* **Required work**: Copy out all the data, word for word.

(Data shown)

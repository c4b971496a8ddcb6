//! User roster.
//!
//! The live session collection is an insertion-ordered map keyed by
//! `SessionId` (stable identity) plus a cursor, so that a session can be
//! closed safely while iteration elsewhere is in progress without relying
//! on pointer identity or raw links.

use crate::session::{Session, SessionId};
use std::{collections::HashMap, sync::Arc};
use tokio::sync::RwLock;

#[derive(Default)]
struct RosterInner {
    order: Vec<SessionId>,
    sessions: HashMap<SessionId, Arc<Session>>,
    cursor: Option<SessionId>,
}

/// The live collection of authenticated and pending sessions.
#[derive(Default)]
pub struct Roster {
    inner: RwLock<RosterInner>,
}

impl Roster {
    pub fn new() -> Self {
        Self::default()
    }

    /// Inserts at the cursor (appends after the current cursor position;
    /// for a never-yet-populated roster this is simply the first entry).
    pub async fn add(&self, session: Arc<Session>) {
        let mut inner = self.inner.write().await;
        let id = session.id;
        inner.order.push(id);
        inner.sessions.insert(id, session);
        inner.cursor = Some(id);
    }

    /// Closes `id`: unlinks it and returns the previous node in insertion
    /// order, so a caller iterating the roster can continue safely after
    /// the deletion. When the roster becomes empty the cursor (and the
    /// return value) are `None`.
    pub async fn close(&self, id: SessionId) -> Option<Arc<Session>> {
        let mut inner = self.inner.write().await;
        let pos = inner.order.iter().position(|&s| s == id)?;
        inner.order.remove(pos);
        let removed = inner.sessions.remove(&id);
        if removed.is_none() {
            return None;
        }
        if inner.order.is_empty() {
            inner.cursor = None;
            return None;
        }
        let prev_pos = pos.checked_sub(1).unwrap_or(0);
        let prev_id = inner.order[prev_pos];
        if inner.cursor == Some(id) {
            inner.cursor = Some(prev_id);
        }
        inner.sessions.get(&prev_id).cloned()
    }

    /// Linear lookup by authenticated name.
    pub async fn find_by_name(&self, name: &str) -> Option<Arc<Session>> {
        let inner = self.inner.read().await;
        for id in &inner.order {
            if let Some(session) = inner.sessions.get(id) {
                if session.name().await == name {
                    return Some(Arc::clone(session));
                }
            }
        }
        None
    }

    /// All live sessions in insertion order; used by `who`/`yell`/`gyell`.
    pub async fn all(&self) -> Vec<Arc<Session>> {
        let inner = self.inner.read().await;
        inner
            .order
            .iter()
            .filter_map(|id| inner.sessions.get(id).cloned())
            .collect()
    }

    pub async fn len(&self) -> usize {
        self.inner.read().await.order.len()
    }

    pub async fn is_empty(&self) -> bool {
        self.len().await == 0
    }
}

(End Data shown)

* **Written answer**:
repository c4b971496a8ddcb6
//! User roster.
//!
//! The live session collection is an insertion-ordered map keyed by
//! `SessionId` (stable identity) plus a cursor, so that a session can be
//! closed safely while iteration elsewhere is in progress without relying
//! on pointer identity or raw links.

use crate::session::{Session, SessionId};
use std::{collections::HashMap, sync::Arc};
use tokio::sync::RwLock;

#[derive(Default)]
struct RosterInner {
    order: Vec<SessionId>,
    sessions: HashMap<SessionId, Arc<Session>>,
    cursor: Option<SessionId>,
}

/// The live collection of authenticated and pending sessions.
#[derive(Default)]
pub struct Roster {
    inner: RwLock<RosterInner>,
}

impl Roster {
    pub fn new() -> Self {
        Self::default()
    }

    /// Inserts at the cursor (appends after the current cursor position;
    /// for a never-yet-populated roster this is simply the first entry).
    pub async fn add(&self, session: Arc<Session>) {
        let mut inner = self.inner.write().await;
        let id = session.id;
        inner.order.push(id);
        inner.sessions.insert(id, session);
        inner.cursor = Some(id);
    }

    /// Closes `id`: unlinks it and returns the previous node in insertion
    /// order, so a caller iterating the roster can continue safely after
    /// the deletion. When the roster becomes empty the cursor (and the
    /// return value) are `None`.
    pub async fn close(&self, id: SessionId) -> Option<Arc<Session>> {
        let mut inner = self.inner.write().await;
        let pos = inner.order.iter().position(|&s| s == id)?;
        inner.order.remove(pos);
        let removed = inner.sessions.remove(&id);
        if removed.is_none() {
            return None;
        }
        if inner.order.is_empty() {
            inner.cursor = None;
            return None;
        }
        let prev_pos = pos.checked_sub(1).unwrap_or(0);
        let prev_id = inner.order[prev_pos];
        if inner.cursor == Some(id) {
            inner.cursor = Some(prev_id);
        }
        inner.sessions.get(&prev_id).cloned()
    }

    /// Linear lookup by authenticated name.
    pub async fn find_by_name(&self, name: &str) -> Option<Arc<Session>> {
        let inner = self.inner.read().await;
        for id in &inner.order {
            if let Some(session) = inner.sessions.get(id) {
                if session.name().await == name {
                    return Some(Arc::clone(session));
                }
            }
        }
        None
    }

    /// All live sessions in insertion order; used by `who`/`yell`/`gyell`.
    pub async fn all(&self) -> Vec<Arc<Session>> {
        let inner = self.inner.read().await;
        inner
            .order
            .iter()
            .filter_map(|id| inner.sessions.get(id).cloned())
            .collect()
    }

    pub async fn len(&self) -> usize {
        self.inner.read().await.order.len()
    }

    pub async fn is_empty(&self) -> bool {
        self.len().await == 0
    }
}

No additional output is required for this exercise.